Grado 3 =pérdida de tejido coronal debida a caries, menor a dos terceras partes de la corona clínica. Obturación de clase II de Black, involucrando dos superficies.

Grado 4 =destrucción de tejido coronal debido a caries, mayor a dos terceraspartesde la corona clínica. Tres o más superficies obturadas.

Con los registros de la primera observación se clasificó a los niños en cuatro grupos de riesgo de acuerdo a la severidad de caries, en función del número y magnitud de las lesiones/obturaciones registrados en la dentición primaria. Los criterios para la ubicación de cada niño en un grupo de riesgo son los siguientes:

Riesgo I (RI): niños sin lesión u obturaciones, niños con uno a cuatro dientes con lesiones grado 1, sin alteraciones de mayor grado.

Riesgo II (RII): niños con más de cuatro dientes con lesión de grado 1, niños con hasta tres dientes con lesiones/obturaciones de grado 2, sin alteraciones de mayor grado.

Riesgo III (RIII): niños con más de tres dientes con lesiones/obturaciones de grado 2, niños con hasta tres dientes con lesiones/obturaciones de grado 3, sin alteraciones de mayor grado.

Riesgo IV (RIV): niños con más de tres dientes con lesiones/obturaciones de grado 3, niños con lesiones/obturaciones de grado 4 ó dientes extraídos.

Posteriormente se realizaron exámenes anuales, incluyendo tanto la dentición primaria como la dentición permanente, empleando los mismos criterios para el registro de la magnitud de las lesiones/obturaciones. Finalmente, la capacidad predictiva de la clasificación se evaluó con los resultados del examen oral del tercer año de observación, considerando sólo la dentición permanente.

Se llevaron a cabo dos análisis, el primero tomando como unidad de análisis al niño, y el segundo,al diente. Para la evaluación de la capacidad predictiva de la clasificación se usaron dos variables respuesta: el número de dientes afectados y la magnitud de las lesiones presentes al final del estudio. Para la comparación de los grupos de la clasificación se empleó la razón de riesgo (RR), tomando como referencia el grupo de RI.

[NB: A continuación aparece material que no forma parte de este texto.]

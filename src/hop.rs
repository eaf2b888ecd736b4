//! Relay hosts that exist only to forward ports.
//!
//! A [`Hop`] owns one [`Connection`] and hands out local ports forwarded through it. A
//! [`Target`](crate::Target) routed through a hop connects to `127.0.0.1:<leased port>`
//! instead of its real address. Hops can themselves be routed through other hops, to any
//! depth; the chain is walked on first connect.

use super::{Connection, Context, Error, LocalForward, Options};

use futures::future::BoxFuture;
use tokio::net::TcpStream;
use tokio::sync::{oneshot, Mutex};
use tokio::task::JoinHandle;

use std::fmt;
use std::io;
use std::sync::Arc;
use std::time::Duration;

use tracing::{debug, trace, warn};

/// Highest port handed out, and where leasing starts.
pub const MAX_PORT: u16 = 65535;

/// Leasing wraps back to [`MAX_PORT`] below this.
pub const MIN_PORT: u16 = 1024;

/// How often a connected hop services its session.
pub const PUMP_INTERVAL: Duration = Duration::from_millis(100);

const PROBE_TIMEOUT: Duration = Duration::from_millis(500);

/// Forward registrations to attempt before giving up on a lease.
const MAX_FORWARD_ATTEMPTS: usize = 16;

/// What a [`Target`](crate::Target) or [`Hop`] is routed through.
#[derive(Debug, Clone)]
pub enum Via {
    /// An existing hop, possibly shared with other targets.
    Hop(Arc<Hop>),
    /// Relay host names, outermost first. A hop is built for each.
    Hosts(Vec<String>),
}

impl Via {
    /// The innermost hop of this route, building the chain if needed.
    ///
    /// Hops built from host names inherit `opts` minus its port and route.
    pub(crate) fn resolve(&self, ctx: &Arc<Context>, opts: &Options) -> Result<Arc<Hop>, Error> {
        match *self {
            Via::Hop(ref hop) => Ok(Arc::clone(hop)),
            Via::Hosts(ref hosts) => {
                let mut parent: Option<Arc<Hop>> = None;
                for host in hosts {
                    let mut hop_opts = opts.clone();
                    hop_opts.port = None;
                    hop_opts.via = parent.take().map(Via::Hop);
                    parent = Some(Arc::new(Hop::new(Arc::clone(ctx), host.as_str(), hop_opts)?));
                }
                parent.ok_or(Error::NoHost)
            }
        }
    }
}

#[derive(Debug)]
struct PortCounter {
    next: u16,
    min: u16,
    max: u16,
}

impl PortCounter {
    fn new(min: u16, max: u16) -> Self {
        Self {
            next: max,
            min,
            max,
        }
    }

    fn take(&mut self) -> u16 {
        let port = self.next;
        self.next = if port <= self.min { self.max } else { port - 1 };
        port
    }

    fn span(&self) -> usize {
        usize::from(self.max - self.min) + 1
    }
}

struct Active {
    conn: Arc<Connection>,
    forwards: Vec<LocalForward>,
    pump: JoinHandle<()>,
    shutdown: Option<oneshot::Sender<()>>,
    parent_port: Option<u16>,
}

/// A relay host. See the module docs.
///
/// Share one between targets with an [`Arc`] and [`Via::Hop`].
pub struct Hop {
    host: String,
    opts: Options,
    ctx: Arc<Context>,
    parent: Option<Arc<Hop>>,
    ports: std::sync::Mutex<PortCounter>,
    state: Mutex<Option<Active>>,
}

impl fmt::Debug for Hop {
    fn fmt(&self, f: &mut fmt::Formatter<'_>) -> fmt::Result {
        f.debug_struct("Hop")
            .field("host", &self.host)
            .field("via", &self.parent.as_ref().map(|p| p.host()))
            .finish_non_exhaustive()
    }
}

impl Hop {
    /// A hop to `host`, not yet connected. If `opts` has a route, it is resolved now.
    pub fn new(ctx: Arc<Context>, host: impl Into<String>, opts: Options) -> Result<Self, Error> {
        let host = host.into();
        if host.is_empty() {
            return Err(Error::NoHost);
        }
        let parent = match opts.via {
            Some(ref via) => Some(via.resolve(&ctx, &opts)?),
            None => None,
        };
        Ok(Self {
            host,
            opts,
            ctx,
            parent,
            ports: std::sync::Mutex::new(PortCounter::new(MIN_PORT, MAX_PORT)),
            state: Mutex::new(None),
        })
    }

    #[cfg(test)]
    pub(crate) fn port_range(self, min: u16, max: u16) -> Self {
        *self.ports.lock().unwrap() = PortCounter::new(min, max);
        self
    }

    /// The relay's host name.
    pub fn host(&self) -> &str {
        &self.host
    }

    /// The hop this one is routed through.
    pub fn parent(&self) -> Option<&Arc<Hop>> {
        self.parent.as_ref()
    }

    /// `true` while the relay session is up.
    pub async fn is_connected(&self) -> bool {
        match *self.state.lock().await {
            Some(ref active) => !active.conn.is_closed(),
            None => false,
        }
    }

    /// Local ports currently forwarded through this hop.
    pub async fn leased_ports(&self) -> Vec<u16> {
        match *self.state.lock().await {
            Some(ref active) => active.forwards.iter().map(|f| f.local_port).collect(),
            None => Vec::new(),
        }
    }

    /// Connect if needed. Otherwise does nothing.
    pub async fn connect(&self) -> Result<(), Error> {
        let mut state = self.state.lock().await;
        self.ensure_connected(&mut state).await.map(drop)
    }

    /// Forward a free local port to `host:port` as seen from the relay, and return it.
    ///
    /// Connects first if needed.
    pub fn lease_port<'a>(&'a self, host: &'a str, port: u16) -> BoxFuture<'a, Result<u16, Error>> {
        Box::pin(async move {
            let mut state = self.state.lock().await;
            let conn = self.ensure_connected(&mut state).await?;

            let mut last_err = None;
            for _ in 0..MAX_FORWARD_ATTEMPTS {
                let local_port = self.next_free_port().await?;
                let forward = LocalForward::new(local_port, host, port);
                match conn.forward_local(&forward).await {
                    Ok(()) => {
                        debug!(hop = %self.host, %forward, "port leased");
                        if let Some(ref mut active) = *state {
                            active.forwards.push(forward);
                        }
                        return Ok(local_port);
                    }
                    Err(e) => {
                        trace!(hop = %self.host, local_port, error = %e, "forward refused");
                        last_err = Some(e);
                    }
                }
            }
            Err(last_err.unwrap_or(Error::PortsExhausted))
        })
    }

    /// Stop forwarding `port`. Problems are logged.
    pub async fn release_port(&self, port: u16) {
        let mut state = self.state.lock().await;
        let active = match *state {
            Some(ref mut active) => active,
            None => return,
        };
        let idx = match active.forwards.iter().position(|f| f.local_port == port) {
            Some(idx) => idx,
            None => return,
        };
        let forward = active.forwards.remove(idx);
        match active.conn.cancel_forward(&forward).await {
            Ok(()) => debug!(hop = %self.host, %forward, "port released"),
            Err(e) => warn!(hop = %self.host, %forward, error = %e, "failed to cancel forward"),
        }
    }

    /// Tear the relay down.
    ///
    /// Stops the background task, cancels every forward, closes the session, and gives back
    /// the port this hop leased on its parent. The parent itself stays up, since other hops
    /// or targets may share it. Never fails, and calling it again does nothing.
    pub async fn disconnect(&self) {
        let active = match self.state.lock().await.take() {
            Some(active) => active,
            None => return,
        };
        let Active {
            conn,
            forwards,
            pump,
            shutdown,
            parent_port,
        } = active;

        if let Some(tx) = shutdown {
            let _ = tx.send(());
        }
        if let Err(e) = pump.await {
            if !e.is_cancelled() {
                warn!(hop = %self.host, error = %e, "forwarding task failed");
            }
        }

        for forward in &forwards {
            if let Err(e) = conn.cancel_forward(forward).await {
                warn!(hop = %self.host, %forward, error = %e, "failed to cancel forward");
            }
        }
        conn.disconnect().await;

        if let (Some(parent), Some(port)) = (self.parent.as_ref(), parent_port) {
            debug!(hop = %self.host, via = %parent.host(), port, "releasing parent port");
            parent.release_port(port).await;
        }
    }

    async fn ensure_connected(&self, state: &mut Option<Active>) -> Result<Arc<Connection>, Error> {
        if let Some(ref active) = *state {
            if !active.conn.is_closed() {
                return Ok(Arc::clone(&active.conn));
            }
        }
        if let Some(stale) = state.take() {
            stale.pump.abort();
        }

        let (params, parent_port) = match self.parent {
            Some(ref parent) => {
                debug!(hop = %self.host, via = %parent.host(), "routing hop");
                let port = parent
                    .lease_port(&self.host, self.opts.port.unwrap_or(22))
                    .await?;
                let mut params = self.opts.connect_params("127.0.0.1");
                params.port = Some(port);
                params.host_key_alias = Some(self.host.clone());
                (params, Some(port))
            }
            None => (self.opts.connect_params(&self.host), None),
        };

        let conn = match Connection::establish(&self.ctx, params, self.opts.password_prompt).await {
            Ok(conn) => Arc::new(conn),
            Err(e) => {
                if let (Some(parent), Some(port)) = (self.parent.as_ref(), parent_port) {
                    parent.release_port(port).await;
                }
                return Err(e);
            }
        };

        let (tx, rx) = oneshot::channel();
        let pump = tokio::spawn(pump(Arc::clone(&conn), rx, self.host.clone()));
        *state = Some(Active {
            conn: Arc::clone(&conn),
            forwards: Vec::new(),
            pump,
            shutdown: Some(tx),
            parent_port,
        });
        Ok(conn)
    }

    async fn next_free_port(&self) -> Result<u16, Error> {
        let span = self.lock_ports().span();
        for _ in 0..span {
            let port = self.lock_ports().take();
            if port_is_free(port).await {
                return Ok(port);
            }
            trace!(hop = %self.host, port, "port in use");
        }
        Err(Error::PortsExhausted)
    }

    fn lock_ports(&self) -> std::sync::MutexGuard<'_, PortCounter> {
        self.ports.lock().unwrap_or_else(|p| p.into_inner())
    }
}

impl Drop for Hop {
    fn drop(&mut self) {
        if let Some(ref active) = *self.state.get_mut() {
            active.pump.abort();
        }
    }
}

/// Nothing is listening on `127.0.0.1:port`.
async fn port_is_free(port: u16) -> bool {
    match tokio::time::timeout(PROBE_TIMEOUT, TcpStream::connect(("127.0.0.1", port))).await {
        Ok(Err(e)) => e.kind() == io::ErrorKind::ConnectionRefused,
        Ok(Ok(_)) | Err(_) => false,
    }
}

async fn pump(conn: Arc<Connection>, mut shutdown: oneshot::Receiver<()>, host: String) {
    let mut ticker = tokio::time::interval(PUMP_INTERVAL);
    loop {
        tokio::select! {
            _ = &mut shutdown => break,
            _ = ticker.tick() => {
                if let Err(e) = conn.process().await {
                    warn!(hop = %host, error = %e, "relay session lost");
                    break;
                }
            }
        }
    }
    trace!(hop = %host, "forwarding task stopped");
}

Para el análisis estadístico se empleó el paquete estadístico SPSS 10.0 (SPSS Inc., Chicago, IL, USA). En el análisis de las diferencias se utilizó la prueba de X2. El valor de P y el intervalo de confianza de 95% (IC95%) son reportados.

 

Resultados

El cuadro 1 muestra la RR de presentar cuatro o más dientes permanentes afectados por caries entre los grupos de riesgo, tomando como referencia de grupo RI. La RR para el grupo RIV es: 3.87, 4.42 y 3.20 para las edades de 9, 10 y 11 años respectivamente. Con excepción de la comparación entre los grupos RI y RII a los nueve años, todas las comparaciones fueron estadísticamente significativas. Se observa que aun cuando al aumentar la edad se incrementa el número de dientes afectados en todos los grupos, el gradiente entre los grupos de riesgo se mantiene. En el grupo de 10 años, los altos valores de RR son provocados por la frecuencia excepcionalmente baja de lesiones para el grupo RI, aún con este efecto, el gradiente entre los grupos de riesgo se mantiene.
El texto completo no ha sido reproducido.